Also, you need to take into account funds, which claim to have a global focus and under the claim of picking up companies on the basis of competitiveness (such as export), these funds pick up Indian companies.
An important point you should note is that, when the term emerging markets is used, Indian markets also come into picture and these funds defeat the very purpose of investing in funds having an overseas exposure: Diversification.
Various facets
Another crucial point that you need to take into account is whether the fund you have chosen invests directly into the markets of the country concerned or through mutual funds (also called Fund of Funds) or any other instrument (or security) in that country. There are risks associated with indirect investment. Your fund would invest primarily in shares/units of a mutual fund, which in turn invests in companies incorporated or which have their registered office located in or derive the predominant part of their economic activity from the country concerned. Hence the fund's performance may depend upon the performance of the underlying fund, which in turn depends on currency risk.

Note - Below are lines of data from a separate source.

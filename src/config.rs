use serde::{Deserialize, Serialize};
use std::fs;
use std::path::{Path, PathBuf};

use crate::compliance::DEFAULT_FORBIDDEN_TOKEN;
use crate::error::{NamesmithError, Result};

#[derive(Debug, Clone, Serialize, Deserialize)]
#[serde(default)]
pub struct Config {
    pub llm: LlmConfig,
    pub compliance: ComplianceConfig,
}

#[derive(Debug, Clone, Serialize, Deserialize)]
#[serde(default)]
pub struct LlmConfig {
    /// OpenAI-compatible API root, without `/chat/completions`
    pub base_url: String,
    pub model: String,
    /// Environment variable holding the bearer token
    pub api_key_env: String,
    pub timeout_ms: u64,
    /// Ask thinking models to stream their reasoning
    pub enable_thinking: bool,
}

impl Default for LlmConfig {
    fn default() -> Self {
        Self {
            base_url: "https://api-inference.modelscope.cn/v1".to_string(),
            model: "Qwen/Qwen3-32B".to_string(),
            api_key_env: "OPENAI_API_KEY".to_string(),
            timeout_ms: 300000,
            enable_thinking: true,
        }
    }
}

#[derive(Debug, Clone, Serialize, Deserialize)]
#[serde(default)]
pub struct ComplianceConfig {
    /// Names containing this substring fail the check
    pub forbidden_token: String,
}

impl Default for ComplianceConfig {
    fn default() -> Self {
        Self {
            forbidden_token: DEFAULT_FORBIDDEN_TOKEN.to_string(),
        }
    }
}

impl Default for Config {
    fn default() -> Self {
        Self {
            llm: LlmConfig::default(),
            compliance: ComplianceConfig::default(),
        }
    }
}

impl Config {
    /// Load configuration with fallback chain
    pub fn load(config_path: Option<&PathBuf>) -> Result<Self> {
        // If explicit config path provided, it must load
        if let Some(path) = config_path {
            return Self::load_from_file(path);
        }

        // Try primary location: ~/.config/<project>/<project>.yml
        let project_name = env!("CARGO_PKG_NAME");
        if let Some(config_dir) = dirs::config_dir() {
            let primary_config = config_dir.join(project_name).join(format!("{}.yml", project_name));
            if primary_config.exists() {
                match Self::load_from_file(&primary_config) {
                    Ok(config) => return Ok(config),
                    Err(e) => {
                        log::warn!("Failed to load config from {}: {}", primary_config.display(), e);
                    }
                }
            }
        }

        // Try fallback location: ./<project>.yml
        let fallback_config = PathBuf::from(format!("{}.yml", project_name));
        if fallback_config.exists() {
            match Self::load_from_file(&fallback_config) {
                Ok(config) => return Ok(config),
                Err(e) => {
                    log::warn!("Failed to load config from {}: {}", fallback_config.display(), e);
                }
            }
        }

        log::info!("No config file found, using defaults");
        Ok(Self::default())
    }

    pub fn load_from_file<P: AsRef<Path>>(path: P) -> Result<Self> {
        let path = path.as_ref();
        let content = fs::read_to_string(path)?;

        let config: Self = serde_yaml::from_str(&content)
            .map_err(|e| NamesmithError::Config(format!("{}: {}", path.display(), e)))?;
        config.validate()?;

        log::info!("Loaded config from: {}", path.display());
        Ok(config)
    }

    fn validate(&self) -> Result<()> {
        if self.llm.base_url.trim().is_empty() {
            return Err(NamesmithError::Config("llm.base_url must not be empty".to_string()));
        }
        if self.llm.model.trim().is_empty() {
            return Err(NamesmithError::Config("llm.model must not be empty".to_string()));
        }
        if self.llm.api_key_env.trim().is_empty() {
            return Err(NamesmithError::Config("llm.api_key_env must not be empty".to_string()));
        }
        Ok(())
    }
}
//! Events produced by the stream relay
//!
//! On the wire each event is one frame: `data: <json>\n\n`, where the JSON
//! object carries a `type` of `reasoning`, `result` or `error`.

use serde::{Deserialize, Serialize};

use super::report::ReportedCandidate;
use crate::error::Result;

#[derive(Debug, Clone, PartialEq, Eq, Serialize, Deserialize)]
#[serde(tag = "type", rename_all = "snake_case")]
pub enum StreamEvent {
    /// Live model text, reasoning or answer alike
    Reasoning {
        #[serde(rename = "content")]
        text: String,
    },
    /// Terminal: screened candidates of the single attempt
    Result {
        candidates: Vec<ReportedCandidate>,
        #[serde(rename = "error_msg")]
        error_message: String,
    },
    /// Terminal: the attempt failed somewhere upstream
    Error { message: String },
}

impl StreamEvent {
    pub fn reasoning(text: impl Into<String>) -> Self {
        StreamEvent::Reasoning { text: text.into() }
    }

    pub fn error(message: impl Into<String>) -> Self {
        StreamEvent::Error {
            message: message.into(),
        }
    }

    /// Result and Error end the sequence
    pub fn is_terminal(&self) -> bool {
        !matches!(self, StreamEvent::Reasoning { .. })
    }

    /// Encode as one `data:` frame
    pub fn to_frame(&self) -> Result<String> {
        Ok(format!("data: {}\n\n", serde_json::to_string(self)?))
    }
}

#[cfg(test)]
mod tests {
    use super::*;
    use crate::domain::CandidateStatus;

    #[test]
    fn test_reasoning_frame() {
        let frame = StreamEvent::reasoning("思考A").to_frame().unwrap();
        assert_eq!(frame, "data: {\"type\":\"reasoning\",\"content\":\"思考A\"}\n\n");
    }

    #[test]
    fn test_error_frame() {
        let frame = StreamEvent::error("boom").to_frame().unwrap();
        assert_eq!(frame, "data: {\"type\":\"error\",\"message\":\"boom\"}\n\n");
    }

    #[test]
    fn test_result_frame_fields() {
        let event = StreamEvent::Result {
            candidates: vec![ReportedCandidate {
                name: "X".to_string(),
                reason: "r".to_string(),
                status: CandidateStatus::Pass,
                query_url: "https://example.test".to_string(),
            }],
            error_message: String::new(),
        };
        let frame = event.to_frame().unwrap();
        assert!(frame.starts_with("data: "));
        assert!(frame.ends_with("\n\n"));

        let json = frame.trim_start_matches("data: ").trim_end();
        let value: serde_json::Value = serde_json::from_str(json).unwrap();
        assert_eq!(value["type"], "result");
        assert_eq!(value["error_msg"], "");
        assert_eq!(value["candidates"][0]["name"], "X");
        assert_eq!(value["candidates"][0]["status"], "pass");
        assert_eq!(value["candidates"][0]["query_url"], "https://example.test");
    }

    #[test]
    fn test_frame_escapes_newlines() {
        let frame = StreamEvent::reasoning("a\nb").to_frame().unwrap();
        assert_eq!(frame.matches('\n').count(), 2);
    }

    #[test]
    fn test_is_terminal() {
        assert!(!StreamEvent::reasoning("x").is_terminal());
        assert!(StreamEvent::error("x").is_terminal());
        assert!(
            StreamEvent::Result {
                candidates: vec![],
                error_message: String::new()
            }
            .is_terminal()
        );
    }
}
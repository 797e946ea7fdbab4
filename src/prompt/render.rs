//! Prompt Renderer - Render the fixed templates for a generation request

use handlebars::Handlebars;

use super::templates::{GENERATE_TEMPLATE, STREAM_TEMPLATE};
use crate::domain::GenerationRequest;
use crate::error::{NamesmithError, Result};

/// Which fixed template to render
#[derive(Debug, Clone, Copy, PartialEq, Eq)]
pub enum PromptKind {
    /// Retrying loop: JSON list only
    Generate,
    /// Stream relay: prose reasoning, then a fenced JSON list
    Stream,
}

impl PromptKind {
    pub fn template(&self) -> &'static str {
        match self {
            PromptKind::Generate => GENERATE_TEMPLATE,
            PromptKind::Stream => STREAM_TEMPLATE,
        }
    }
}

/// Renders prompt templates using Handlebars templating
pub struct PromptRenderer {
    handlebars: Handlebars<'static>,
}

impl Default for PromptRenderer {
    fn default() -> Self {
        Self::new()
    }
}

impl PromptRenderer {
    /// Create a new PromptRenderer with default settings
    pub fn new() -> Self {
        let mut handlebars = Handlebars::new();
        // Every template variable must be supplied
        handlebars.set_strict_mode(true);
        // Keywords are plain text, not HTML
        handlebars.register_escape_fn(handlebars::no_escape);
        Self { handlebars }
    }

    /// Render the prompt of the given kind for a request
    pub fn render(&self, kind: PromptKind, request: &GenerationRequest) -> Result<String> {
        self.handlebars
            .render_template(kind.template(), request)
            .map_err(|e| NamesmithError::Prompt(format!("Failed to render template: {}", e)))
    }
}

impl std::fmt::Debug for PromptRenderer {
    fn fmt(&self, f: &mut std::fmt::Formatter<'_>) -> std::fmt::Result {
        f.debug_struct("PromptRenderer").finish()
    }
}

The assets in which the underlying fund is invested and the income from the assets will or may be quoted in currencies, which are different from the underlying fund's base currency. The performance of the underlying fund will therefore be affected by movements in the exchange rate between the currencies in which the assets are held and the underlying funds' base currency and hence there can be the prospect of additional loss or the prospect of additional gain to the investors greater-than-usual-risks of investment. The performance of the underlying fund may also be affected by changes in exchange control regulations. There would be lower transparency, as investors would not be aware of the portfolio and the sectors where the overseas fund exposure is.
Another point one should remember before going for fund of funds is it involves double cost, where investing in a another would entails cost and then in turn the funds are invested in the equity...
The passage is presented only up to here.